Providing hope for kids with brain cancer
Outcomes for children with brain cancer have changed very little in the last 30 years. Brain cancer leads to more deaths in children than any other disease, and survival is often coupled with lifelong disability.
Our 2023 WCH Foundation Bloom Research Program grant round called for projects to bring new hope to kids with brain cancer – and Professors Jordan Hansford and Simon Barry answered that call with two projects hoping to understand the predictors of survivorship and explore new treatments.
Professor Hansford and his team have been biobanking brain tumour samples in the labs of SAHMRI, preserving them for years to come and making them accessible to researchers globally.
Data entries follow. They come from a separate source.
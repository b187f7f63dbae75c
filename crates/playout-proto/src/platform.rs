use std::path::PathBuf;

pub const DAEMON_TCP_PORT: u16 = 9877;
const DAEMON_TCP_HOST: &str = "127.0.0.1";

pub fn daemon_address() -> String {
    format!("{}:{}", DAEMON_TCP_HOST, DAEMON_TCP_PORT)
}

#[cfg(unix)]
pub fn mpv_socket_name() -> String {
    format!("{}/playout-mpv.sock", std::env::temp_dir().display())
}

#[cfg(windows)]
pub fn mpv_socket_name() -> String {
    "playout-mpv".to_string()
}

#[cfg(unix)]
pub fn mpv_socket_arg() -> String {
    format!("--input-ipc-server={}", mpv_socket_name())
}

#[cfg(windows)]
pub fn mpv_socket_arg() -> String {
    format!("--input-ipc-server=\\\\.\\pipe\\{}", mpv_socket_name())
}

pub fn data_dir() -> PathBuf {
    // On macOS and Linux, use ~/.local/share/playout/ (XDG standard)
    #[cfg(unix)]
    {
        dirs::home_dir()
            .unwrap_or_else(|| PathBuf::from("/tmp"))
            .join(".local")
            .join("share")
            .join("playout")
    }
    #[cfg(windows)]
    {
        dirs::data_local_dir()
            .unwrap_or_else(|| PathBuf::from("."))
            .join("playout")
    }
}

pub fn config_dir() -> PathBuf {
    #[cfg(unix)]
    {
        dirs::home_dir()
            .unwrap_or_else(|| PathBuf::from("."))
            .join(".config")
            .join("playout")
    }

    #[cfg(windows)]
    {
        dirs::config_dir()
            .unwrap_or_else(|| PathBuf::from("."))
            .join("playout")
    }
}

#[cfg(unix)]
fn mpv_binary_names() -> &'static [&'static str] {
    &["mpv"]
}

#[cfg(windows)]
fn mpv_binary_names() -> &'static [&'static str] {
    &["mpv.exe", "mpv"]
}

/// Speech synthesisers in preference order.
#[cfg(target_os = "macos")]
fn speech_binary_names() -> &'static [&'static str] {
    &["say", "espeak-ng", "espeak"]
}

#[cfg(all(unix, not(target_os = "macos")))]
fn speech_binary_names() -> &'static [&'static str] {
    &["espeak-ng", "espeak", "spd-say"]
}

#[cfg(windows)]
fn speech_binary_names() -> &'static [&'static str] {
    &["espeak-ng.exe", "espeak.exe"]
}

fn find_beside_exe(names: &[&str]) -> Option<PathBuf> {
    let current_exe = std::env::current_exe().ok()?;
    let dir = current_exe.parent()?;
    for name in names {
        let p = dir.join(name);
        if p.exists() {
            return Some(p);
        }
        let p = dir.join("external").join(name);
        if p.exists() {
            return Some(p);
        }
    }
    None
}

fn find_on_path(names: &[&str]) -> Option<PathBuf> {
    let path = std::env::var("PATH").ok()?;
    #[cfg(unix)]
    let sep = ":";
    #[cfg(windows)]
    let sep = ";";
    // Preference order wins over PATH order.
    for name in names {
        for dir in path.split(sep) {
            let p = PathBuf::from(dir).join(name);
            if p.exists() {
                return Some(p);
            }
        }
    }
    None
}

/// Find mpv binary for video playback.
/// Checks `MPV_PATH`, beside the current exe, then PATH.
pub fn find_mpv_binary() -> Option<PathBuf> {
    if let Ok(p) = std::env::var("MPV_PATH") {
        let path = PathBuf::from(p);
        if path.exists() {
            return Some(path);
        }
    }
    find_beside_exe(mpv_binary_names()).or_else(|| find_on_path(mpv_binary_names()))
}

/// Find a speech synthesiser.  An explicit `configured` command wins; a bare
/// name is looked up on PATH.
pub fn find_speech_binary(configured: &str) -> Option<PathBuf> {
    let configured = configured.trim();
    if !configured.is_empty() {
        let path = PathBuf::from(configured);
        if path.components().count() > 1 {
            return path.exists().then_some(path);
        }
        return find_on_path(&[configured]);
    }
    find_beside_exe(speech_binary_names()).or_else(|| find_on_path(speech_binary_names()))
}

/// Which argument convention a speech binary follows.
#[derive(Debug, Clone, Copy, PartialEq, Eq)]
pub enum SpeechFlavor {
    /// `espeak-ng -v <voice> <text>`
    Espeak,
    /// macOS `say <text>`; voice selection is left to system settings.
    Say,
    /// speech-dispatcher `spd-say -w -l <lang> <text>`
    SpdSay,
}

pub fn speech_flavor(binary: &std::path::Path) -> SpeechFlavor {
    let stem = binary
        .file_stem()
        .and_then(|s| s.to_str())
        .unwrap_or_default();
    match stem {
        "say" => SpeechFlavor::Say,
        "spd-say" => SpeechFlavor::SpdSay,
        _ => SpeechFlavor::Espeak,
    }
}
Our community’s support has allowed the team to start advanced genomic and epigenomic investigation into the predictors of late effects in long-term survivors of paediatric brain cancer. They are using the latest molecular and sequencing technologies to learn all that they can from the biobanked samples and share the knowledge worldwide.
While in the labs of the Women’s and Children’s Hospital, Professor Simon Barry and his team are focusing their attention on immunotherapy, so that children with this devastating disease may both survive, and thrive. This revolutionary treatment is already standard for some children and young people with leukaemia.
Our community’s generous support, along with gifts left in Wills, has brought together key experts in CAR-T and childhood brain cancer to establish the SA Centre for Paediatric Cancer Immunotherapy, which it is hoped will eventually pave the way for clinical delivery of immunotherapy here in SA.